TASK DETAILS:
The answer must be every entry, given again word for word.

□ □ □ □ □

//! # Simple Docs
//!
//! A minimal static documentation site generator. Your filesystem is the data
//! source: directories become sidebar sections, markdown files become pages,
//! and an optional `_meta.json` renames a section.
//!
//! # Architecture: Two-Stage Pipeline
//!
//! ```text
//! 1. Scan      content/  →  manifest.json    (filesystem → sidebar tree)
//! 2. Generate  content/  →  dist/            (final HTML site)
//! ```
//!
//! The scan manifest is human-readable JSON: the sidebar tree every page
//! shares, the list of markdown files, and the resolved config. Generation
//! rescans rather than reading the manifest back, so `build` always reflects
//! the content on disk.
//!
//! # Module Map
//!
//! | Module | Role |
//! |--------|------|
//! | [`scan`] | Stage 1: walks the content root, collects markdown files, builds the manifest |
//! | [`hierarchy`] | Turns relative file paths into the ordered sidebar tree |
//! | [`document`] | Resolves a slug to a page: body, title, description, breadcrumbs |
//! | [`filter`] | Title search over the sidebar tree, keeping ancestors of matches |
//! | [`navigation`] | Reading order and previous/next links |
//! | [`generate`] | Stage 2: renders the final HTML site using Maud |
//! | [`config`] | `config.toml` loading, validation, merging, and CSS generation |
//! | [`metadata`] | Front matter parsing and `_meta.json` directory titles |
//! | [`naming`] | Slug and title conventions shared by every module |
//! | [`types`] | Shared types (`ContentNode`, `Document`) |
//! | [`output`] | CLI output formatting: tree-based display of each command |
//!
//! # Design Decisions
//!
//! ## Filesystem Order Is Not Display Order
//!
//! Sibling entries are sorted directories first, then by title. Renaming a
//! section through `_meta.json` moves it in the sidebar accordingly; there is
//! no separate ordering file.
//!
//! ## Slugs Address Pages, Not Files
//!
//! `guides/setup` is backed by `guides/setup.md`; `guides` is backed by
//! `guides.md` or `guides/index.md`. A section without a landing page is
//! shown in the sidebar but has no URL of its own.
//!
//! ## Maud Over Template Engines
//!
//! HTML is generated with [Maud](https://maud.lambda.xyz/), a compile-time
//! HTML macro system. Malformed markup is a build error, interpolation is
//! auto-escaped, and there is no template directory to ship.
//!
//! ## Static Output
//!
//! The generated site is plain HTML with inlined CSS and a small script for
//! the sidebar filter and arrow-key navigation. It can be dropped on any file
//! server.

pub mod config;
pub mod document;
pub mod filter;
pub mod generate;
pub mod hierarchy;
pub mod metadata;
pub mod naming;
pub mod navigation;
pub mod output;
pub mod scan;
pub mod types;

#[cfg(test)]
pub(crate) mod test_helpers;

□ □ □ □ □

WRITTEN REPLY:
//! # Simple Docs
//!
//! A minimal static documentation site generator. Your filesystem is the data
//! source: directories become sidebar sections, markdown files become pages,
//! and an optional `_meta.json` renames a section.
//!
//! # Architecture: Two-Stage Pipeline
//!
//! ```text
//! 1. Scan      content/  →  manifest.json    (filesystem → sidebar tree)
//! 2. Generate  content/  →  dist/            (final HTML site)
//! ```
//!
//! The scan manifest is human-readable JSON: the sidebar tree every page
//! shares, the list of markdown files, and the resolved config. Generation
//! rescans rather than reading the manifest back, so `build` always reflects
//! the content on disk.
//!
//! # Module Map
//!
//! | Module | Role |
//! |--------|------|
//! | [`scan`] | Stage 1: walks the content root, collects markdown files, builds the manifest |
//! | [`hierarchy`] | Turns relative file paths into the ordered sidebar tree |
//! | [`document`] | Resolves a slug to a page: body, title, description, breadcrumbs |
//! | [`filter`] | Title search over the sidebar tree, keeping ancestors of matches |
//! | [`navigation`] | Reading order and previous/next links |
//! | [`generate`] | Stage 2: renders the final HTML site using Maud |
//! | [`config`] | `config.toml` loading, validation, merging, and CSS generation |
//! | [`metadata`] | Front matter parsing and `_meta.json` directory titles |
//! | [`naming`] | Slug and title conventions shared by every module |
//! | [`types`] | Shared types (`ContentNode`, `Document`) |
//! | [`output`] | CLI output formatting: tree-based display of each command |
//!
//! # Design Decisions
//!
//! ## Filesystem Order Is Not Display Order
//!
//! Sibling entries are sorted directories first, then by title. Renaming a
//! section through `_meta.json` moves it in the sidebar accordingly; there is
//! no separate ordering file.
//!
//! ## Slugs Address Pages, Not Files
//!
//! `guides/setup` is backed by `guides/setup.md`; `guides` is backed by
//! `guides.md` or `guides/index.md`. A section without a landing page is
//! shown in the sidebar but has no URL of its own.
//!
//! ## Maud Over Template Engines
//!
//! HTML is generated with [Maud](https://maud.lambda.xyz/), a compile-time
//! HTML macro system. Malformed markup is a build error, interpolation is
//! auto-escaped, and there is no template directory to ship.
//!
//! ## Static Output
//!
//! The generated site is plain HTML with inlined CSS and a small script for
//! the sidebar filter and arrow-key navigation. It can be dropped on any file
//! server.

pub mod config;
pub mod document;
pub mod filter;
pub mod generate;
pub mod hierarchy;
pub mod metadata;
pub mod naming;
pub mod navigation;
pub mod output;
pub mod scan;
pub mod types;

#[cfg(test)]
pub(crate) mod test_helpers;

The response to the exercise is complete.